HTML 4, along with XML, is the basis for XHTML, so really, HTML is dead, but long live HTML.

As for that particular code not being valid XHTML, why would it be? The doctype on the page is HTML 4. Any browser should render the page properly according to the HTML 4 spec.

That said, there were a couple of minor issues with the page. Nothing that caught the eye of the W3C validator, but issues nonetheless--and enough to push Firefox into quirks mode. I've fixed them, converted the page to XHTML 1.0 Transitional, and posted it here:


Results: no change.

And another issue might be that some of the "features" used on that page, are common mistakes when HTML is used. It seems like if browsers rendered that code correctly, many sites would be displayed incorrectly.
Like what, specifically?

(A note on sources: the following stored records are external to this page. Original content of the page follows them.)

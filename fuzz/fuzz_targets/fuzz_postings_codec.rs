#![no_main]

use arbitrary::Arbitrary;
use hashdex::index::postings;
use hashdex::index::types::{DocId, Position, PostingsList};
use libfuzzer_sys::fuzz_target;

#[derive(Debug, Arbitrary)]
struct CodecInput<'a> {
    raw: &'a [u8],
    term: String,
    postings: Vec<(DocId, Position)>,
}

fuzz_target!(|input: CodecInput<'_>| {
    let _ = postings::leading_term(input.raw);

    // Anything that decodes is canonical, up to a trailing group separator
    if let Ok((term, list)) = postings::decode_bytes(input.raw) {
        let text = postings::encode(&term, &list);
        let raw = input.raw.strip_suffix(b".").unwrap_or(input.raw);
        assert_eq!(text.as_bytes(), raw);
    }

    if postings::is_valid_term(&input.term) {
        let mut list = PostingsList::new();
        for &(doc_id, position) in input.postings.iter().take(256) {
            list.add_posting(doc_id, position);
        }
        let text = postings::encode(&input.term, &list);
        let (term, decoded) = postings::decode(&text).expect("re-decode");
        assert_eq!(term, input.term);
        assert_eq!(decoded, list);
    }
});
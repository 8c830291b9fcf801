//! Terminal formatting for postings lookups

use crate::index::postings;
use crate::index::reader::IndexReader;
use crate::index::types::PostingsList;
use std::io::{self, Write};
use termcolor::{Color, ColorChoice, ColorSpec, StandardStream, WriteColor};

/// How a lookup is printed
#[derive(Debug, Clone, Copy, PartialEq, Eq, Default)]
pub enum LookupFormat {
    /// One line per document with its name and positions
    #[default]
    Documents,
    /// The stored blob text, `term d:p,p.d:p`
    Raw,
}

/// Print lookups for several terms to stdout
pub fn print_lookups(
    reader: &IndexReader,
    results: &[(String, Option<PostingsList>)],
    format: LookupFormat,
    color: bool,
) -> io::Result<()> {
    let choice = if color {
        ColorChoice::Auto
    } else {
        ColorChoice::Never
    };
    let mut stdout = StandardStream::stdout(choice);

    for (i, (term, list)) in results.iter().enumerate() {
        if i > 0 && format == LookupFormat::Documents {
            writeln!(stdout)?;
        }
        write_lookup(&mut stdout, reader, term, list.as_ref(), format)?;
    }
    Ok(())
}

/// Write one term's postings
pub fn write_lookup<W: WriteColor>(
    out: &mut W,
    reader: &IndexReader,
    term: &str,
    list: Option<&PostingsList>,
    format: LookupFormat,
) -> io::Result<()> {
    let Some(list) = list else {
        out.set_color(ColorSpec::new().set_fg(Some(Color::Red)))?;
        write!(out, "{}", term)?;
        out.reset()?;
        writeln!(out, ": not found")?;
        return Ok(());
    };

    if format == LookupFormat::Raw {
        writeln!(out, "{}", postings::encode(term, list))?;
        return Ok(());
    }

    out.set_color(ColorSpec::new().set_fg(Some(Color::Magenta)).set_bold(true))?;
    write!(out, "{}", term)?;
    out.reset()?;
    let noun = if list.len() == 1 { "document" } else { "documents" };
    writeln!(out, " ({} {})", list.len(), noun)?;

    for entry in list {
        write!(out, "  ")?;
        out.set_color(ColorSpec::new().set_fg(Some(Color::Green)))?;
        write!(out, "{}", entry.doc_id)?;
        out.reset()?;

        let name = reader.doc_name(entry.doc_id).unwrap_or("?");
        write!(out, " {} tf={}", name, entry.frequency())?;
        if let Some(length) = reader.doc_length(entry.doc_id) {
            write!(out, "/{}", length)?;
        }
        if let Some(score) = reader.authority_score(entry.doc_id) {
            write!(out, " authority={:.4}", score)?;
        }

        out.set_color(ColorSpec::new().set_fg(Some(Color::Cyan)))?;
        let positions: Vec<String> = entry.positions.iter().map(|p| p.to_string()).collect();
        writeln!(out, " @{}", positions.join(","))?;
        out.reset()?;
    }

    Ok(())
}
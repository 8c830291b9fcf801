//! Utility functions shared by the CLI and the crawler.
//!
//! - [`app_data`] - Application data directory and config file (XDG-compliant)
//! - [`tokenizer`] - Positional word splitting for the reference feeder
//! - [`progress`] - Progress bars, no-op without the `progress` feature
//!
//! ```
//! use hashdex::utils::tokenize;
//!
//! let words = tokenize("The cat sat");
//! assert_eq!(words, vec!["the", "cat", "sat"]);
//! ```

pub mod app_data;
pub mod progress;
pub mod tokenizer;

pub use app_data::*;
pub use tokenizer::*;
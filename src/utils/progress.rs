//! Progress reporting for the crawler; no-op when the `progress` feature is disabled

use std::time::Duration;

#[cfg(feature = "progress")]
pub use indicatif::{ProgressBar, ProgressStyle};

#[cfg(not(feature = "progress"))]
pub use self::noop::*;

const SPINNER_TEMPLATE: &str = "{spinner:.cyan} {msg}";
const BAR_TEMPLATE: &str =
    "{spinner:.green} [{elapsed_precise}] [{bar:40.cyan/blue}] {pos}/{len} ({percent}%) {msg}";

/// Ticking spinner, or `None` in silent mode
pub fn spinner(message: &'static str, silent: bool) -> Option<ProgressBar> {
    if silent {
        return None;
    }
    let spinner = ProgressBar::new_spinner();
    if let Ok(style) = ProgressStyle::default_spinner().template(SPINNER_TEMPLATE) {
        spinner.set_style(style);
    }
    spinner.set_message(message);
    spinner.enable_steady_tick(Duration::from_millis(80));
    Some(spinner)
}

/// Bar over `len` files, or `None` in silent mode
pub fn file_bar(len: u64, message: String, silent: bool) -> Option<ProgressBar> {
    if silent {
        return None;
    }
    let bar = ProgressBar::new(len);
    if let Ok(style) = ProgressStyle::default_bar().template(BAR_TEMPLATE) {
        bar.set_style(style.progress_chars("█▓▒░  "));
    }
    bar.set_message(message);
    Some(bar)
}

#[cfg(not(feature = "progress"))]
mod noop {
    use std::time::Duration;

    #[derive(Clone)]
    pub struct ProgressBar;

    impl ProgressBar {
        pub fn new(_len: u64) -> Self {
            ProgressBar
        }

        pub fn new_spinner() -> Self {
            ProgressBar
        }

        pub fn set_style(&self, _style: ProgressStyle) {}
        pub fn set_message(&self, _msg: impl Into<std::borrow::Cow<'static, str>>) {}
        pub fn enable_steady_tick(&self, _interval: Duration) {}
        pub fn inc(&self, _delta: u64) {}
        pub fn finish_with_message(&self, _msg: impl Into<std::borrow::Cow<'static, str>>) {}
    }

    pub struct ProgressStyle;

    impl ProgressStyle {
        pub fn default_spinner() -> Self {
            ProgressStyle
        }

        pub fn default_bar() -> Self {
            ProgressStyle
        }

        pub fn template(self, _template: &str) -> Result<Self, std::convert::Infallible> {
            Ok(self)
        }

        pub fn progress_chars(self, _chars: &str) -> Self {
            self
        }
    }
}
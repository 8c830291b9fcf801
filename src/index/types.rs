use crate::error::{IndexError, Result};
use serde::{Deserialize, Serialize};
use std::path::{Path, PathBuf};

/// Unique identifier for a document in the index
pub type DocId = u32;

/// Token offset of a term inside a document
pub type Position = u32;

/// Segment generation number (1 for the first flushed segment)
pub type Generation = u32;

/// Dictionary hashtable file name (segments append their generation)
pub const DICTIONARY_FNAME: &str = "dictionary";
/// Postings data file name (segments append their generation)
pub const DATA_FNAME: &str = "data";
/// Document info file name (segments append their generation)
pub const DOCINFO_FNAME: &str = "docInfo";
/// Index metadata file
pub const META_FNAME: &str = "meta.json";
/// Authority score table written by the external batch job
pub const SCORES_FNAME: &str = "scores";

/// Current on-disk format version
pub const INDEX_VERSION: u32 = 1;

/// Path of a per-generation file, e.g. `dictionary3`
pub fn generation_path(dir: &Path, base: &str, generation: Generation) -> PathBuf {
    dir.join(format!("{}{}", base, generation))
}

/// One document's group inside a postings list
#[derive(Debug, Clone, PartialEq, Eq)]
pub struct PostingsEntry {
    pub doc_id: DocId,
    /// Positions in insertion order
    pub positions: Vec<Position>,
}

impl PostingsEntry {
    pub fn new(doc_id: DocId, positions: Vec<Position>) -> Self {
        Self { doc_id, positions }
    }

    /// Term frequency in this document
    pub fn frequency(&self) -> usize {
        self.positions.len()
    }
}

/// Postings for one term, one entry per document, docIDs strictly ascending
#[derive(Debug, Clone, Default, PartialEq, Eq)]
pub struct PostingsList {
    entries: Vec<PostingsEntry>,
}

impl PostingsList {
    pub fn new() -> Self {
        Self::default()
    }

    /// Build a list from entries that are already strictly ascending by docID.
    /// Returns `None` when the ordering invariant does not hold.
    pub fn from_sorted(entries: Vec<PostingsEntry>) -> Option<Self> {
        let ascending = entries.windows(2).all(|w| w[0].doc_id < w[1].doc_id);
        ascending.then_some(Self { entries })
    }

    /// Build a list the caller already knows to be strictly ascending
    pub(crate) fn from_sorted_unchecked(entries: Vec<PostingsEntry>) -> Self {
        debug_assert!(entries.windows(2).all(|w| w[0].doc_id < w[1].doc_id));
        Self { entries }
    }

    /// Record `position` for `doc_id`.
    ///
    /// Appending to the last document is the hot path: documents arrive in
    /// ascending order. An out-of-order docID is placed by binary search so
    /// the list stays sorted regardless of the caller.
    pub fn add_posting(&mut self, doc_id: DocId, position: Position) {
        let last_doc = self.entries.last().map(|e| e.doc_id);
        match last_doc {
            Some(last) if last == doc_id => {
                if let Some(entry) = self.entries.last_mut() {
                    entry.positions.push(position);
                }
            }
            Some(last) if last < doc_id => {
                self.entries.push(PostingsEntry::new(doc_id, vec![position]))
            }
            None => self.entries.push(PostingsEntry::new(doc_id, vec![position])),
            Some(_) => match self.entries.binary_search_by_key(&doc_id, |e| e.doc_id) {
                Ok(i) => self.entries[i].positions.push(position),
                Err(i) => self
                    .entries
                    .insert(i, PostingsEntry::new(doc_id, vec![position])),
            },
        }
    }

    /// Number of documents in the list
    pub fn len(&self) -> usize {
        self.entries.len()
    }

    pub fn is_empty(&self) -> bool {
        self.entries.is_empty()
    }

    pub fn entries(&self) -> &[PostingsEntry] {
        &self.entries
    }

    pub fn iter(&self) -> std::slice::Iter<'_, PostingsEntry> {
        self.entries.iter()
    }

    /// Entry for a document, if present
    pub fn get(&self, doc_id: DocId) -> Option<&PostingsEntry> {
        self.entries
            .binary_search_by_key(&doc_id, |e| e.doc_id)
            .ok()
            .map(|i| &self.entries[i])
    }

    pub fn doc_ids(&self) -> impl Iterator<Item = DocId> + '_ {
        self.entries.iter().map(|e| e.doc_id)
    }

    pub fn into_entries(self) -> Vec<PostingsEntry> {
        self.entries
    }
}

impl<'a> IntoIterator for &'a PostingsList {
    type Item = &'a PostingsEntry;
    type IntoIter = std::slice::Iter<'a, PostingsEntry>;

    fn into_iter(self) -> Self::IntoIter {
        self.entries.iter()
    }
}

/// Document record in the docInfo table
#[derive(Debug, Clone, PartialEq, Eq)]
pub struct DocRecord {
    pub doc_id: DocId,
    pub name: String,
    /// Number of tokens indexed for the document
    pub length: u32,
}

impl DocRecord {
    pub fn new(doc_id: DocId, name: impl Into<String>) -> Self {
        Self {
            doc_id,
            name: name.into(),
            length: 0,
        }
    }
}

/// Configuration for building an index
#[derive(Debug, Clone, PartialEq, Serialize, Deserialize)]
pub struct IndexConfig {
    /// Number of slots in every dictionary hashtable
    #[serde(default = "default_table_size")]
    pub table_size: u64,
    /// Unique buffered terms that trigger a segment flush
    #[serde(default = "default_flush_threshold")]
    pub flush_threshold: usize,
    /// Decoded postings lists kept by a reader
    #[serde(default = "default_postings_cache")]
    pub postings_cache: usize,
    /// Files larger than this are skipped by the crawler
    #[serde(default = "default_max_file_size")]
    pub max_file_size: u64,
}

fn default_table_size() -> u64 {
    3_500_017 // prime
}

fn default_flush_threshold() -> usize {
    75_000
}

fn default_postings_cache() -> usize {
    1024
}

fn default_max_file_size() -> u64 {
    10 * 1024 * 1024
}

impl Default for IndexConfig {
    fn default() -> Self {
        Self {
            table_size: default_table_size(),
            flush_threshold: default_flush_threshold(),
            postings_cache: default_postings_cache(),
            max_file_size: default_max_file_size(),
        }
    }
}

impl IndexConfig {
    /// Small tables and thresholds, handy for tests and tiny corpora
    pub fn with_sizes(table_size: u64, flush_threshold: usize) -> Self {
        Self {
            table_size,
            flush_threshold,
            ..Self::default()
        }
    }

    pub fn validate(&self) -> Result<()> {
        if self.table_size == 0 {
            return Err(IndexError::config("table_size must be at least 1"));
        }
        if self.flush_threshold == 0 {
            return Err(IndexError::config("flush_threshold must be at least 1"));
        }
        Ok(())
    }
}

/// Index metadata stored in meta.json
#[derive(Debug, Clone, PartialEq, Serialize, Deserialize)]
pub struct IndexMeta {
    pub version: u32,
    pub table_size: u64,
    pub flush_threshold: usize,
    pub doc_count: u32,
    pub term_count: u64,
    /// Segments flushed while building
    pub generations: Generation,
    pub created_at: u64,
    pub updated_at: u64,
}

impl IndexMeta {
    pub fn read(index_dir: &Path) -> Result<Self> {
        let file = std::fs::File::open(index_dir.join(META_FNAME))?;
        Ok(serde_json::from_reader(std::io::BufReader::new(file))?)
    }

    pub fn write(&self, index_dir: &Path) -> Result<()> {
        let file = std::fs::File::create(index_dir.join(META_FNAME))?;
        serde_json::to_writer_pretty(file, self)?;
        Ok(())
    }
}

In fact, some of these features, like table data grouping, are extremely important for accessibility (and very useful in other ways), and they're most definitely not mistakes. Actually, you'll rarely see some of these things on sites at all because 1) very few sites use HTML/XHTML semantically, and 2) most folks use WYSIWYG editors to generate HTML, and these editors don't support these sort of high-level semantic features. Were HTML used properly, and were people to actually compose it by hand and care about things like accessibility, you'd see a lot more of these things in common use.

BTW, while I was modifying the page, I added an example of form controls that should have clickable labels. iCab gets it right, as does Firefox, but the WebKit browsers don't.